____ Supplied information
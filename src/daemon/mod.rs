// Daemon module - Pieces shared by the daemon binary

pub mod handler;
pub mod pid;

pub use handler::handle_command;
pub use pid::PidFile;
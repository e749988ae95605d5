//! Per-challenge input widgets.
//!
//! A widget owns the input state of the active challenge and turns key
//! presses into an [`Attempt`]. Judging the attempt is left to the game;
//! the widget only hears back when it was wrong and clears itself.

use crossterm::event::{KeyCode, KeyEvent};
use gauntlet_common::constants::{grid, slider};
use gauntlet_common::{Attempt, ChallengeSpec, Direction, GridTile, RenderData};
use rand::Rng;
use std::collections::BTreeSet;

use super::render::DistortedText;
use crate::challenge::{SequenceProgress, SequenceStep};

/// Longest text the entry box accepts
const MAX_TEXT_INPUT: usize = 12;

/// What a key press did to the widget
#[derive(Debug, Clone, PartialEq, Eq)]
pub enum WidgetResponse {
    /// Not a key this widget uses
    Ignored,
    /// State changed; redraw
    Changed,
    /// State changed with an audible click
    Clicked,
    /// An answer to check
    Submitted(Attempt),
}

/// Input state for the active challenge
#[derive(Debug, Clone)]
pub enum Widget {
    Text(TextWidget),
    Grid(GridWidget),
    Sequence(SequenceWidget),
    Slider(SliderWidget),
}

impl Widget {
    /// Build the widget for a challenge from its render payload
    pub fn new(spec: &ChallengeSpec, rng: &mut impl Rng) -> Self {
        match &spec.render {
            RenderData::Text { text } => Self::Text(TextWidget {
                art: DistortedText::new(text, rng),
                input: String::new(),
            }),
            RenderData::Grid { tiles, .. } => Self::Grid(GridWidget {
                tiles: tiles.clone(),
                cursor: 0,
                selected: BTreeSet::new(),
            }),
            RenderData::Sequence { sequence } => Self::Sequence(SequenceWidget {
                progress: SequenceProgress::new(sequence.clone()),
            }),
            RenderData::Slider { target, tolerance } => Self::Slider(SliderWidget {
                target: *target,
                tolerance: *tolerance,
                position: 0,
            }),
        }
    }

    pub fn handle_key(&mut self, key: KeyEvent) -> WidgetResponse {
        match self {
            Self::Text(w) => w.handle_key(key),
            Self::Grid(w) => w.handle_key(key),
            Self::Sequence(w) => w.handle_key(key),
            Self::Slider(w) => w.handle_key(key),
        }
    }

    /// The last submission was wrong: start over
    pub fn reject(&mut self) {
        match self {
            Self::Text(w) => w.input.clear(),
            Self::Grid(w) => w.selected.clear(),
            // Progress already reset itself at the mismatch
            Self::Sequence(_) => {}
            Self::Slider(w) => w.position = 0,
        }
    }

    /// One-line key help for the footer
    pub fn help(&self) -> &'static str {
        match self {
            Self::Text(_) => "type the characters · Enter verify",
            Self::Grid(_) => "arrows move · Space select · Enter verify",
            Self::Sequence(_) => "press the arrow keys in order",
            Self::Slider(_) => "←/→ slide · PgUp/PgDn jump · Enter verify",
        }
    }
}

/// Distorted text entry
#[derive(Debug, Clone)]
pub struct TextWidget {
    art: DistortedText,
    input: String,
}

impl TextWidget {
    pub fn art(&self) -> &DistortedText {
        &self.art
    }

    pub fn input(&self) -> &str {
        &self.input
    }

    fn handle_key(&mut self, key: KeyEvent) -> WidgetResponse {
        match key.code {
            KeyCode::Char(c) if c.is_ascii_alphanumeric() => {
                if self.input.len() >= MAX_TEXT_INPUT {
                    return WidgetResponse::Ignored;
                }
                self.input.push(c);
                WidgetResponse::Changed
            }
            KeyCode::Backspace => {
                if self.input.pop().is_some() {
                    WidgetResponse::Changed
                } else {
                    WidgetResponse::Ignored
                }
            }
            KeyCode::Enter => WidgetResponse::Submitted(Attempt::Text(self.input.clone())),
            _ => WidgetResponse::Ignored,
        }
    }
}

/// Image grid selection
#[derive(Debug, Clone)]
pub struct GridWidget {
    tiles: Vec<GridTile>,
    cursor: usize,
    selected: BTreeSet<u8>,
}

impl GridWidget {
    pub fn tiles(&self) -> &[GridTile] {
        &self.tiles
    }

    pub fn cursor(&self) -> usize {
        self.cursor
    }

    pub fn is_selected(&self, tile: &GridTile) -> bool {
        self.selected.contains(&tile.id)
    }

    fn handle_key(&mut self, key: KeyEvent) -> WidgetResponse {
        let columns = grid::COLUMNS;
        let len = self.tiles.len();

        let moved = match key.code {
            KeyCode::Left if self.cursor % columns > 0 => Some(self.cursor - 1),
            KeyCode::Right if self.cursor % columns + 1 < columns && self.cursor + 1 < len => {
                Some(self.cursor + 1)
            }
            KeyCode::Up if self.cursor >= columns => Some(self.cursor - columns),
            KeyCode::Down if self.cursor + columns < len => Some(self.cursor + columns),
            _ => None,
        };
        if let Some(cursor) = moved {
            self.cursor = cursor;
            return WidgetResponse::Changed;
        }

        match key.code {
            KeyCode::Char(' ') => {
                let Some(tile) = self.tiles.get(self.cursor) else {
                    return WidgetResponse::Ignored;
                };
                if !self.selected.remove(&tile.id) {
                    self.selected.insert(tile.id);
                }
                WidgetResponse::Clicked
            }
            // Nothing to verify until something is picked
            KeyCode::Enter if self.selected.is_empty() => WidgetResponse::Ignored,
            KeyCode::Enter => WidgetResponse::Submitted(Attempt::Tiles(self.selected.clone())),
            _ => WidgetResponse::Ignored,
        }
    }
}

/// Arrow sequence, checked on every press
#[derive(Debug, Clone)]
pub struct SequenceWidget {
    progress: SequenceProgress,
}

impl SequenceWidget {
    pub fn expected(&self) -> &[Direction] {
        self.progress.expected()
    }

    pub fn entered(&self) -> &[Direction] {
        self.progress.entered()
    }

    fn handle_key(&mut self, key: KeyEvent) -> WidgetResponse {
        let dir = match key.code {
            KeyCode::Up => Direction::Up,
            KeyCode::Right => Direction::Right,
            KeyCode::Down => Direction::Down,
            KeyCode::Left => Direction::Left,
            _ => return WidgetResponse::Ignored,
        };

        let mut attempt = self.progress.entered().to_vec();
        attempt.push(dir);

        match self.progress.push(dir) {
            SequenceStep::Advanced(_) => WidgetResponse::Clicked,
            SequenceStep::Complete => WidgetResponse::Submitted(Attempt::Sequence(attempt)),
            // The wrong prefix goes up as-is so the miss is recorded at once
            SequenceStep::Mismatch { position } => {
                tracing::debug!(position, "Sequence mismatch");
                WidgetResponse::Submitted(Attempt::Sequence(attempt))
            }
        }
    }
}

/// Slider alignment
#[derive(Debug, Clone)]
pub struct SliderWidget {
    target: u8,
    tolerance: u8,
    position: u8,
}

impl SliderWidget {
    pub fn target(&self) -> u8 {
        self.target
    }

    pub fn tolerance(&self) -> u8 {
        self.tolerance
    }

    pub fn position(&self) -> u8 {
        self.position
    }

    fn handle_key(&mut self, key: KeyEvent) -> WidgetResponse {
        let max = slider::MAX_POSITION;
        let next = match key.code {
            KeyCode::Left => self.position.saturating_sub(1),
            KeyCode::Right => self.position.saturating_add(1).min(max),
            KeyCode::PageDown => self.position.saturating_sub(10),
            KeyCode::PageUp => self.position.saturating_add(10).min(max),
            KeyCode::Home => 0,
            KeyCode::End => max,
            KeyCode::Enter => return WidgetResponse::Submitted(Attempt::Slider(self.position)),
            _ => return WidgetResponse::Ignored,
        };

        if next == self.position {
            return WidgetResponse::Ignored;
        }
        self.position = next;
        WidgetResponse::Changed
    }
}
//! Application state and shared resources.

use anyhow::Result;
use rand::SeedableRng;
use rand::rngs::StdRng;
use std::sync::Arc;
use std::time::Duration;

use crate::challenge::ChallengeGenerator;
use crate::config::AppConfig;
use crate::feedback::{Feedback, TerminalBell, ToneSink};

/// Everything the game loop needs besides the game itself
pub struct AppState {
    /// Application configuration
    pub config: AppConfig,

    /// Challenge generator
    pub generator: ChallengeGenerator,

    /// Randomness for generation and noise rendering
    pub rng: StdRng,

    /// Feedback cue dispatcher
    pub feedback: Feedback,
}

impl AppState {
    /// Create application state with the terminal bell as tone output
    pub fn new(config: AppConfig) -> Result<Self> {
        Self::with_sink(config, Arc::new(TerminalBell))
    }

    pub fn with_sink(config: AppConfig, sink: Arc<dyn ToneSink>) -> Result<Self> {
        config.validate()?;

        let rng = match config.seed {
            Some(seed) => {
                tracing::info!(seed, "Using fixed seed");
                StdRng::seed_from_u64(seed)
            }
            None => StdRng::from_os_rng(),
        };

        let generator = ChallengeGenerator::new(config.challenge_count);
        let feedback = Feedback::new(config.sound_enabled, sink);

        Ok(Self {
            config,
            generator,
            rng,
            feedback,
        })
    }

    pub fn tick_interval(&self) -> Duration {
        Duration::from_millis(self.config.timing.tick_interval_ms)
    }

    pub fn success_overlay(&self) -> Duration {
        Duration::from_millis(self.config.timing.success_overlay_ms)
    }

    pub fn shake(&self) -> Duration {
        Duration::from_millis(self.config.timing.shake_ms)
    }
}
________
____ Supplied information
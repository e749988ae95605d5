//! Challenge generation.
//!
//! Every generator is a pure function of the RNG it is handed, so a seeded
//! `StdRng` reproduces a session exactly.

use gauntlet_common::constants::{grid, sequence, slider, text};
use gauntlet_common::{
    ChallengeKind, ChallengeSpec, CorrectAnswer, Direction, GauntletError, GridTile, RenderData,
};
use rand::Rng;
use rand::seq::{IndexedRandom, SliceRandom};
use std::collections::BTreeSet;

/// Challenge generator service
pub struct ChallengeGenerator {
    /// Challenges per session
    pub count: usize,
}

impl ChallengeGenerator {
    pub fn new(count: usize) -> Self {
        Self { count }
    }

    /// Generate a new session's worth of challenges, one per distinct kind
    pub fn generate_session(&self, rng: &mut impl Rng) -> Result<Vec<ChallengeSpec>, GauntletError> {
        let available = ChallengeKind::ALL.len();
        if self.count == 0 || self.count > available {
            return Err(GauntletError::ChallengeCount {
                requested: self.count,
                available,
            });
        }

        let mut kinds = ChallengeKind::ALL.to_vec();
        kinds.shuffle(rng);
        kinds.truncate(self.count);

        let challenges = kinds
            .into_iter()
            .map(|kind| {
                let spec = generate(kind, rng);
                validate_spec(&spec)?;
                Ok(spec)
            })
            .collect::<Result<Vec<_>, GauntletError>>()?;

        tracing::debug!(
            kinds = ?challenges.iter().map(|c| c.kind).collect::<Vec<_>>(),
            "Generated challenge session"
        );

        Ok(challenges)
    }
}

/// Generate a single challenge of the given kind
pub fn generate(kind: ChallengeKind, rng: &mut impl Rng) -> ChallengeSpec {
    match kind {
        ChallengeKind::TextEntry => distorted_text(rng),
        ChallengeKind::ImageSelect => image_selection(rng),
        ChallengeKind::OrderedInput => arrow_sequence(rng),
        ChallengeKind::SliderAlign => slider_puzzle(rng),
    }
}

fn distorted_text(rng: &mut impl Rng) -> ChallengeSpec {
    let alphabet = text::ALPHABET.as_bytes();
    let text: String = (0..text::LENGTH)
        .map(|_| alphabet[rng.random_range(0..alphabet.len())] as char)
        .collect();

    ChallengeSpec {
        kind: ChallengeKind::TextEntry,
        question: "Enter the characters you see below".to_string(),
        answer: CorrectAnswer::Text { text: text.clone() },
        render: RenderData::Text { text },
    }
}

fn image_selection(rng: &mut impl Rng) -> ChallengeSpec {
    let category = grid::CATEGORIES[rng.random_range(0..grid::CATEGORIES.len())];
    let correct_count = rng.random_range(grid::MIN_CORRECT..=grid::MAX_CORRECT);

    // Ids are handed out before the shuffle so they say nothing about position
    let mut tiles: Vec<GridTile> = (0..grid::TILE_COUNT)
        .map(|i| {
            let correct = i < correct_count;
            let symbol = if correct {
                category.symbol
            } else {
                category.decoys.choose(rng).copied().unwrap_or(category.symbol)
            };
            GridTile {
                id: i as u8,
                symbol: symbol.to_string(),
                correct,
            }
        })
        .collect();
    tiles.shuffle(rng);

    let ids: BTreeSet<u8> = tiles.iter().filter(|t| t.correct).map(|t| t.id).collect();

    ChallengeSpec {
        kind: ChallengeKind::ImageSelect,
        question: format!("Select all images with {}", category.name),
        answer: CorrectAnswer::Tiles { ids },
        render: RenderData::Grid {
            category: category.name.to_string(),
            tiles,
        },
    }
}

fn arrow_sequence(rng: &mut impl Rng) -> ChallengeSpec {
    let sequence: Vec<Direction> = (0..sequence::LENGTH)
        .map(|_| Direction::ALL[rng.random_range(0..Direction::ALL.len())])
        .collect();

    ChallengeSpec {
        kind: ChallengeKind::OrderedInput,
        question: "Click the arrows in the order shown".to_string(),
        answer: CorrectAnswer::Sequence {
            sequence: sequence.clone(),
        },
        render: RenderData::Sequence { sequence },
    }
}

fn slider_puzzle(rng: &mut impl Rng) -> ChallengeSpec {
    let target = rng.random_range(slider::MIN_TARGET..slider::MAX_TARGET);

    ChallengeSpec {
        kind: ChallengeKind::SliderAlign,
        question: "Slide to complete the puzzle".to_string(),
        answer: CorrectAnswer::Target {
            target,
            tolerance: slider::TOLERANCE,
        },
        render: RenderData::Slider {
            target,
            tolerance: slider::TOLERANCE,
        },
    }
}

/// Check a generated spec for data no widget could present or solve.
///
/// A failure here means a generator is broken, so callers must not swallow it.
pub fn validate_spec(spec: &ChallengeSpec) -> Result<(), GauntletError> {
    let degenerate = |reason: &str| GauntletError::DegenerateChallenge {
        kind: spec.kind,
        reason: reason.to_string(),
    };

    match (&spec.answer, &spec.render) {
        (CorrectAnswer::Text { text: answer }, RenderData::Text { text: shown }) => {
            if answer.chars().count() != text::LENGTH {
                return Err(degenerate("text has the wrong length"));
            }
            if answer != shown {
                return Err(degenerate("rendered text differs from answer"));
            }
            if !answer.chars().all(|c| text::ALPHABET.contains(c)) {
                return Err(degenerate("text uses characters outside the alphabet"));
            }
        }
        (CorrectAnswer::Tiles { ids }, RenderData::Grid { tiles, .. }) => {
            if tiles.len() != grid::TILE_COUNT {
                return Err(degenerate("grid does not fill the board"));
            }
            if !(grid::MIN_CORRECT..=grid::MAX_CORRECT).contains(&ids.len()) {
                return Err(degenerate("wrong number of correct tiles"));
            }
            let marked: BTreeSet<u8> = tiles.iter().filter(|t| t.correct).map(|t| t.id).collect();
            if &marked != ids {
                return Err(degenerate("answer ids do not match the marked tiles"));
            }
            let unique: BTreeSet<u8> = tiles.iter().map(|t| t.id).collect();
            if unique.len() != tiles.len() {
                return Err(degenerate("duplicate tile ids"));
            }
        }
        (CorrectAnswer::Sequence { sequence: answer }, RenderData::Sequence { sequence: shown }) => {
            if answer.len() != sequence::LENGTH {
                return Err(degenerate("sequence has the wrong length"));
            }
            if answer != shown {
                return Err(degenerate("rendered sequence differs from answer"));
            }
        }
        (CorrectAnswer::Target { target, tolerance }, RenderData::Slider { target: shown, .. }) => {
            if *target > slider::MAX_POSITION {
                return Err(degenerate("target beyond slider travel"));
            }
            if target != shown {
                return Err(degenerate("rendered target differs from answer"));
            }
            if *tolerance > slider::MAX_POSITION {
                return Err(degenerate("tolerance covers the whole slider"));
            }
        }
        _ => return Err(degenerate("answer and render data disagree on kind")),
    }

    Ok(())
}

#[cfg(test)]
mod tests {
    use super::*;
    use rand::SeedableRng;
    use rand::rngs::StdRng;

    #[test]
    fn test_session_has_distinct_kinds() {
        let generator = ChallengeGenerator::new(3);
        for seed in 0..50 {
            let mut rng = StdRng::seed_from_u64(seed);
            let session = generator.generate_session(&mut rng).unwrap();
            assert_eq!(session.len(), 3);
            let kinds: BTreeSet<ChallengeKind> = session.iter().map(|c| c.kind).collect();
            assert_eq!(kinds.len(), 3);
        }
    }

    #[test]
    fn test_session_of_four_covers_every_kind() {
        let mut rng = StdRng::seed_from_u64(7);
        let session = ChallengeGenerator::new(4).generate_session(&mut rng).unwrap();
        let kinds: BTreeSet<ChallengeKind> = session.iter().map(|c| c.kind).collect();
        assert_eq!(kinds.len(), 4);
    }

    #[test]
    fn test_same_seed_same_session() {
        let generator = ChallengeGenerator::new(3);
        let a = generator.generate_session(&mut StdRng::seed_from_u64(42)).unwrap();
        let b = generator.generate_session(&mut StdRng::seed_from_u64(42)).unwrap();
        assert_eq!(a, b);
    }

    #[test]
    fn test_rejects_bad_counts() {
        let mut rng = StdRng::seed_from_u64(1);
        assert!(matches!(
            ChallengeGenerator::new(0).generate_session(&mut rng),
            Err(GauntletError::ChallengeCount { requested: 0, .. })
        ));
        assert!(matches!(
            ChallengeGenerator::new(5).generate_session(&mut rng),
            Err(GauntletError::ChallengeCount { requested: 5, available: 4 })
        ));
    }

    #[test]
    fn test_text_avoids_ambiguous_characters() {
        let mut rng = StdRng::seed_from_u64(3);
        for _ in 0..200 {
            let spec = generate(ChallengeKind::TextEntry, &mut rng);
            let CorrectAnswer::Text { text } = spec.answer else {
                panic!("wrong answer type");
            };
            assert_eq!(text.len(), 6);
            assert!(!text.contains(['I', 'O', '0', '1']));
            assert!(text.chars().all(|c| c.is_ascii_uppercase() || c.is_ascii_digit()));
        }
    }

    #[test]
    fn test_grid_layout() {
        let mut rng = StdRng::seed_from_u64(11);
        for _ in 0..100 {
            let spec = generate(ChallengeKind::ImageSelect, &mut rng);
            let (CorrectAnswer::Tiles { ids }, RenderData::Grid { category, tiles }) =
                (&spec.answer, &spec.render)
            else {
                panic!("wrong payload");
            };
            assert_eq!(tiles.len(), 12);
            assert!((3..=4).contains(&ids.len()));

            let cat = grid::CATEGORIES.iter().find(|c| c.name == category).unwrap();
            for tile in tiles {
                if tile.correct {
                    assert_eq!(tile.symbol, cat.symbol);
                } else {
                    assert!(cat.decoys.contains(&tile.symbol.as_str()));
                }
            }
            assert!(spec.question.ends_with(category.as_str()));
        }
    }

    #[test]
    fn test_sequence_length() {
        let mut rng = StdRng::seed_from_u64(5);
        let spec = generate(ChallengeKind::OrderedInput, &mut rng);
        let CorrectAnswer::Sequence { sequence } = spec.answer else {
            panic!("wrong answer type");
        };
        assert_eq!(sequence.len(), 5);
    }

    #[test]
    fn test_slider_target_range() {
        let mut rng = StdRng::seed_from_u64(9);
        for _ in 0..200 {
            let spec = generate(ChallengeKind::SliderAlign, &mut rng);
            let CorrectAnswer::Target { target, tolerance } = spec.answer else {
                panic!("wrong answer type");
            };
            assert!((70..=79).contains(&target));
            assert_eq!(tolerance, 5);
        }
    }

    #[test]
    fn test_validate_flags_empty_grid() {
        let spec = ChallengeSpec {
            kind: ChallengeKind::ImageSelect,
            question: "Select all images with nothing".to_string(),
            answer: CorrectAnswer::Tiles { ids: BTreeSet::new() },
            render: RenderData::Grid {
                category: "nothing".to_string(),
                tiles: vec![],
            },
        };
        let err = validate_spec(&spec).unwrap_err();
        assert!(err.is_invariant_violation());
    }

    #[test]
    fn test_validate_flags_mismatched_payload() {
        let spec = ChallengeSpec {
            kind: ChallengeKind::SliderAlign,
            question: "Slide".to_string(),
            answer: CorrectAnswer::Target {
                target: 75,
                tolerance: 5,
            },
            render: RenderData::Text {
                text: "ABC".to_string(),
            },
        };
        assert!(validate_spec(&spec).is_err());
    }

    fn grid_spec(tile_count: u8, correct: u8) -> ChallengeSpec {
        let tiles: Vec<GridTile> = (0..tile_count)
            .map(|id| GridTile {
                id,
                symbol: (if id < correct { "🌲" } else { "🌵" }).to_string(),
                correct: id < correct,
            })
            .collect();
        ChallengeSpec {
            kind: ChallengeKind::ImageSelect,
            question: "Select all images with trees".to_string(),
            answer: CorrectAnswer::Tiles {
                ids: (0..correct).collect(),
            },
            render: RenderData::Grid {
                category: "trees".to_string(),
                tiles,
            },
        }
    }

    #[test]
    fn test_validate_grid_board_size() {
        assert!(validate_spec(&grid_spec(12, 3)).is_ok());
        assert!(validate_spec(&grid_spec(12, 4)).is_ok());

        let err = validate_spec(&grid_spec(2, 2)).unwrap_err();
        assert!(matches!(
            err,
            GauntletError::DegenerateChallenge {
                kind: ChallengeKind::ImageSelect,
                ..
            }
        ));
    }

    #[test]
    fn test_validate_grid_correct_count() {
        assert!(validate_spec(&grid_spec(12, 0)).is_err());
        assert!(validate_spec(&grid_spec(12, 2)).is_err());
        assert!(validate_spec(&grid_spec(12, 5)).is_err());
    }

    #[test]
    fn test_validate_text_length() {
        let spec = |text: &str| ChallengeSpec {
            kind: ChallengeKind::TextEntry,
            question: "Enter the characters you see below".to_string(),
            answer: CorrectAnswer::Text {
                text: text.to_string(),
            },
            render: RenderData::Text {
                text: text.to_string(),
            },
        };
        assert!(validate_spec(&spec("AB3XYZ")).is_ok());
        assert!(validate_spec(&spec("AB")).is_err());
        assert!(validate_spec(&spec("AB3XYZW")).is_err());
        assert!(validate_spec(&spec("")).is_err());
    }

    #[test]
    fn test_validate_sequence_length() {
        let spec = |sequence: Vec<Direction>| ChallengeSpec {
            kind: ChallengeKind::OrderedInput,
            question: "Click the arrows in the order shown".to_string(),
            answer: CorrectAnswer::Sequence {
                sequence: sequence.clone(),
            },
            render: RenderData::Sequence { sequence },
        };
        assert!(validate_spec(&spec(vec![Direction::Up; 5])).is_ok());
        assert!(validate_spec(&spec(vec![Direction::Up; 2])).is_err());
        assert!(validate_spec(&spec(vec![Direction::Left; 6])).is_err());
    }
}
________
- Assignment -
Search the data above for the string "TextWidget" and return every line that has it.

- Task output -
    Text(TextWidget),
            RenderData::Text { text } => Self::Text(TextWidget {
pub struct TextWidget {
impl TextWidget {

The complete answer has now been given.